What you should do —
Please look for the string "Option" below and report every line in which it occurs.

Data under study —
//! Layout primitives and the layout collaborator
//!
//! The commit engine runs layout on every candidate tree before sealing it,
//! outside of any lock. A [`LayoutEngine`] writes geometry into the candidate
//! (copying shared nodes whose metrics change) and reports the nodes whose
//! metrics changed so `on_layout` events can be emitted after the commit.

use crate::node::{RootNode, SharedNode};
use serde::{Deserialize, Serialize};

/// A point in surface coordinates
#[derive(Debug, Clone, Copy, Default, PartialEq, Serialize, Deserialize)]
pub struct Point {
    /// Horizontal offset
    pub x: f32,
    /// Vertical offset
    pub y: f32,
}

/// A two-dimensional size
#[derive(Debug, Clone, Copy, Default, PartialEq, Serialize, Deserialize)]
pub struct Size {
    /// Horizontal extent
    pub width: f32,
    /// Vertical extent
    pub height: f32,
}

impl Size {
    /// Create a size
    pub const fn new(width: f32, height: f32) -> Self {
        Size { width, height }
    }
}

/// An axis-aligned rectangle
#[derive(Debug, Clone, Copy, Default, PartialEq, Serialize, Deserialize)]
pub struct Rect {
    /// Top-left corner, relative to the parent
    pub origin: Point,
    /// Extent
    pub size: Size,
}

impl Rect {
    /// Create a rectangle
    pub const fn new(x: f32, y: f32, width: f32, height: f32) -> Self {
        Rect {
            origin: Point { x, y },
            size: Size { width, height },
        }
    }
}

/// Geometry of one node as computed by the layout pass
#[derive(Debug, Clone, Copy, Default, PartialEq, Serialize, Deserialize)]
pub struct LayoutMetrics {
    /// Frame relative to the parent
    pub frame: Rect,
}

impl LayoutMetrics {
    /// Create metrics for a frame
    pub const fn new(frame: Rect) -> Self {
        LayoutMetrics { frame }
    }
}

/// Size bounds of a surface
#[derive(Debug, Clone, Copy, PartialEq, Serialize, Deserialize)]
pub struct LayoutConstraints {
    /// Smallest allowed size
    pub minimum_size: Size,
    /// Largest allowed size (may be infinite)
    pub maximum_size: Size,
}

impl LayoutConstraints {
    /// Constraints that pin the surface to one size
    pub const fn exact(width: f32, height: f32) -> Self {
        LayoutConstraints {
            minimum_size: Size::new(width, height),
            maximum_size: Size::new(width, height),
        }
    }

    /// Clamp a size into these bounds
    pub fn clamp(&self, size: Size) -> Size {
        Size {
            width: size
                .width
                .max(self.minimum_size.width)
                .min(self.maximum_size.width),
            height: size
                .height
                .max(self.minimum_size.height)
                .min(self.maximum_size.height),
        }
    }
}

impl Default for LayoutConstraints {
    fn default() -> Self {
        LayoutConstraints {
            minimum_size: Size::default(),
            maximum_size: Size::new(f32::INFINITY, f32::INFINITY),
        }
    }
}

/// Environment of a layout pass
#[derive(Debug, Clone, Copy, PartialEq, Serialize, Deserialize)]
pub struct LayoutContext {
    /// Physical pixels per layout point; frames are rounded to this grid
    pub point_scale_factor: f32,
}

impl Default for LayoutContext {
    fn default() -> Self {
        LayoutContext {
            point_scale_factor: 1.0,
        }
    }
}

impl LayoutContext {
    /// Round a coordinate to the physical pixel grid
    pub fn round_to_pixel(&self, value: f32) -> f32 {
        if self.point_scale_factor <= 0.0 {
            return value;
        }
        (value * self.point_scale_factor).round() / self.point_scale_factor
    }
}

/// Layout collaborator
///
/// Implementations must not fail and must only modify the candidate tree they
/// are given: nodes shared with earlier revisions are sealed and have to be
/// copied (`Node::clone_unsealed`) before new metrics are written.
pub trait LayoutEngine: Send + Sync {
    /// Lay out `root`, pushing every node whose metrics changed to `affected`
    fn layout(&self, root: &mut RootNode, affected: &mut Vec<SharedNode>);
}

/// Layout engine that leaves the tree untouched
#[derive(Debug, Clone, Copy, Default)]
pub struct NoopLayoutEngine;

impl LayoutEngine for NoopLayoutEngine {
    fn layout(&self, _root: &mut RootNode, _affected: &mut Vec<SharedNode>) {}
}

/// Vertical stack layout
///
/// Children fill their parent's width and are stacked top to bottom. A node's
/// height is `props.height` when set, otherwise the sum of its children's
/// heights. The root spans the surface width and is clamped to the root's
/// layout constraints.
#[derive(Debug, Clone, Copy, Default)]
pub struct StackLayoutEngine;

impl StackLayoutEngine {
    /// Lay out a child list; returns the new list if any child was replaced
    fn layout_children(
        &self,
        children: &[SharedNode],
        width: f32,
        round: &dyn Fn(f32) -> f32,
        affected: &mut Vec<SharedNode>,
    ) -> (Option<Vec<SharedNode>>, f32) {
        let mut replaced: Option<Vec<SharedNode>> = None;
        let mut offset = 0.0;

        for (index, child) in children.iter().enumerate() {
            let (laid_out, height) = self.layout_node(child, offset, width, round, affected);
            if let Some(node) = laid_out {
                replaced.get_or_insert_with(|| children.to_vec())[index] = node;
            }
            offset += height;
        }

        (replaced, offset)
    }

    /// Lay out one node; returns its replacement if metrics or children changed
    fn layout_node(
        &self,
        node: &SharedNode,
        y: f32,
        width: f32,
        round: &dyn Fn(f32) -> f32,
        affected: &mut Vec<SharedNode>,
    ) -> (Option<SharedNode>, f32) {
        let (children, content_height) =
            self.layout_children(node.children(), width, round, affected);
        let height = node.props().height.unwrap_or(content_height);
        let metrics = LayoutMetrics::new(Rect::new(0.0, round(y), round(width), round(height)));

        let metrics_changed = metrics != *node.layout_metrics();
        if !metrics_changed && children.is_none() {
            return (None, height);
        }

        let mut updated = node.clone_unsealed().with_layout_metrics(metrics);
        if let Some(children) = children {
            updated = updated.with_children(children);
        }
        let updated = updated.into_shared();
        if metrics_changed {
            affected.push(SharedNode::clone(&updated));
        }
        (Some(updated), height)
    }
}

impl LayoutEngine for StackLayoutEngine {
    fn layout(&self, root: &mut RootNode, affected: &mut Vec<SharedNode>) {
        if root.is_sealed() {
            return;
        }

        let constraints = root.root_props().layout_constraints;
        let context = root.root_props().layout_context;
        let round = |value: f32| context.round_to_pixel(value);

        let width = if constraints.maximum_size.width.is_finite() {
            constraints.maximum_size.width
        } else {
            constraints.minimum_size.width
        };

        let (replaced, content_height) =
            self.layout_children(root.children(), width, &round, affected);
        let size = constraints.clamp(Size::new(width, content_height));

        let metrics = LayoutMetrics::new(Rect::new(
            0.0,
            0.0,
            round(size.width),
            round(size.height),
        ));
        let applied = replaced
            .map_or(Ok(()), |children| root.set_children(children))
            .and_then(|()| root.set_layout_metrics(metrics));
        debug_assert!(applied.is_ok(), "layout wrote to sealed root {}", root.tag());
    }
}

==

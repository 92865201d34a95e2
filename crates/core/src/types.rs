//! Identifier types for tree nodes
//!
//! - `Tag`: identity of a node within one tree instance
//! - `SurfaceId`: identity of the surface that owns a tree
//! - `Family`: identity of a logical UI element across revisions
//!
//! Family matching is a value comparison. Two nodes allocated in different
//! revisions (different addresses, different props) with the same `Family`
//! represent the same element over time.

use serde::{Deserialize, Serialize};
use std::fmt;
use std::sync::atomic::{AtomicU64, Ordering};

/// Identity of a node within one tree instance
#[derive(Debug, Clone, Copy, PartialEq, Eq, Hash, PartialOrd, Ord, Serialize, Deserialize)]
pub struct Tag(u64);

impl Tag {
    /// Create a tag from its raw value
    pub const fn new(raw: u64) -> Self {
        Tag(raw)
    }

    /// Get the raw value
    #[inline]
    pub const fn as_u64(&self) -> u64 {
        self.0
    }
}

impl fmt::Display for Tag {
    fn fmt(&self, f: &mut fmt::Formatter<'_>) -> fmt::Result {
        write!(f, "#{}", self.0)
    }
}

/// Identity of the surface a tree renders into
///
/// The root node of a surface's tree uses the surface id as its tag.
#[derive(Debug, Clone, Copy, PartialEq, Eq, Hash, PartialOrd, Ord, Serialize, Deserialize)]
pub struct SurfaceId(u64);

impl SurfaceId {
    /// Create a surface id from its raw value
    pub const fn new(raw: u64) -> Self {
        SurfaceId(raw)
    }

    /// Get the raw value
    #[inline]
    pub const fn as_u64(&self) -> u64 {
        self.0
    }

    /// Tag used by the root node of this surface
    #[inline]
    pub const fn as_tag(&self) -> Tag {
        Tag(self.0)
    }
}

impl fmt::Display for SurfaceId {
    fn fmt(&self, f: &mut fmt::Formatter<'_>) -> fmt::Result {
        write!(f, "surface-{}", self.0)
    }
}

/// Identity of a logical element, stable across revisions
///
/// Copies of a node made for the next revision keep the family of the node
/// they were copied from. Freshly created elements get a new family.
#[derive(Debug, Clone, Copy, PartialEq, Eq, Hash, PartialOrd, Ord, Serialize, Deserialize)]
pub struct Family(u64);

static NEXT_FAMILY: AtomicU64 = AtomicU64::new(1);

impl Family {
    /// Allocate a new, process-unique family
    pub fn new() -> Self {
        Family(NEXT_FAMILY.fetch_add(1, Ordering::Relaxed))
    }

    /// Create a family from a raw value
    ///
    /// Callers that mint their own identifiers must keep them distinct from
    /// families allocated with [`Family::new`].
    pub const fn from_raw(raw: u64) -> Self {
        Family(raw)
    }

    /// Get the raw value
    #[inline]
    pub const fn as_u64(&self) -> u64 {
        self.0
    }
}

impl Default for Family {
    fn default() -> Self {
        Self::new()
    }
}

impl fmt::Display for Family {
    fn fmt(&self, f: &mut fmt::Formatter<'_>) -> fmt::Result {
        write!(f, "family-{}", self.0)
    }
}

==

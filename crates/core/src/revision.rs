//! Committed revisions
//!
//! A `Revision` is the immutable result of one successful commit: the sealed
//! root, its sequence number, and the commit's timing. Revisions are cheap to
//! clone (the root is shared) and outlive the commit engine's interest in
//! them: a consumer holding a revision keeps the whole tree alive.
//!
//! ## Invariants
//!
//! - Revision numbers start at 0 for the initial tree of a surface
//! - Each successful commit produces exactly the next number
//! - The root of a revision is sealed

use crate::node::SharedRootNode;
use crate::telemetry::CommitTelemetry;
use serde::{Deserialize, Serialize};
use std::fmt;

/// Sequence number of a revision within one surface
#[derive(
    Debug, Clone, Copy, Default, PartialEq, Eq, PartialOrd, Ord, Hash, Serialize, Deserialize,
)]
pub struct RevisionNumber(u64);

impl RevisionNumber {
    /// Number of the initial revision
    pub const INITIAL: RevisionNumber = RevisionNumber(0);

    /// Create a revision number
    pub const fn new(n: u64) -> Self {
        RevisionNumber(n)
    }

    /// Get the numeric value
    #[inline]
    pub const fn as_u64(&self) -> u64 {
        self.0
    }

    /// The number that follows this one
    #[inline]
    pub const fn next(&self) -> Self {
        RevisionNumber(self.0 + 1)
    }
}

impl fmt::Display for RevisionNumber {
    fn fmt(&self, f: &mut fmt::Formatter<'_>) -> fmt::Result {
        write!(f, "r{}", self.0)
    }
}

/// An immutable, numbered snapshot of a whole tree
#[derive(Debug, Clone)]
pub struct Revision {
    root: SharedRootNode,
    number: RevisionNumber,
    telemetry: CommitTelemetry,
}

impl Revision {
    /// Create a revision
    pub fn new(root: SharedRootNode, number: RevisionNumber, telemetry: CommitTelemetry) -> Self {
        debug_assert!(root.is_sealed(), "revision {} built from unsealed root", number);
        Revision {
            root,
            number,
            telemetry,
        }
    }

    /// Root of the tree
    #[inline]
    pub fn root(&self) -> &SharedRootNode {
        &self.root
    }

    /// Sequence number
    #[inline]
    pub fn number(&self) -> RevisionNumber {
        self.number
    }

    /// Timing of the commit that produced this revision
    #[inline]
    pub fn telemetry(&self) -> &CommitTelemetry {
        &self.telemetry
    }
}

Response to the task —
    ) -> (Option<Vec<SharedNode>>, f32) {
        let mut replaced: Option<Vec<SharedNode>> = None;
    ) -> (Option<SharedNode>, f32) {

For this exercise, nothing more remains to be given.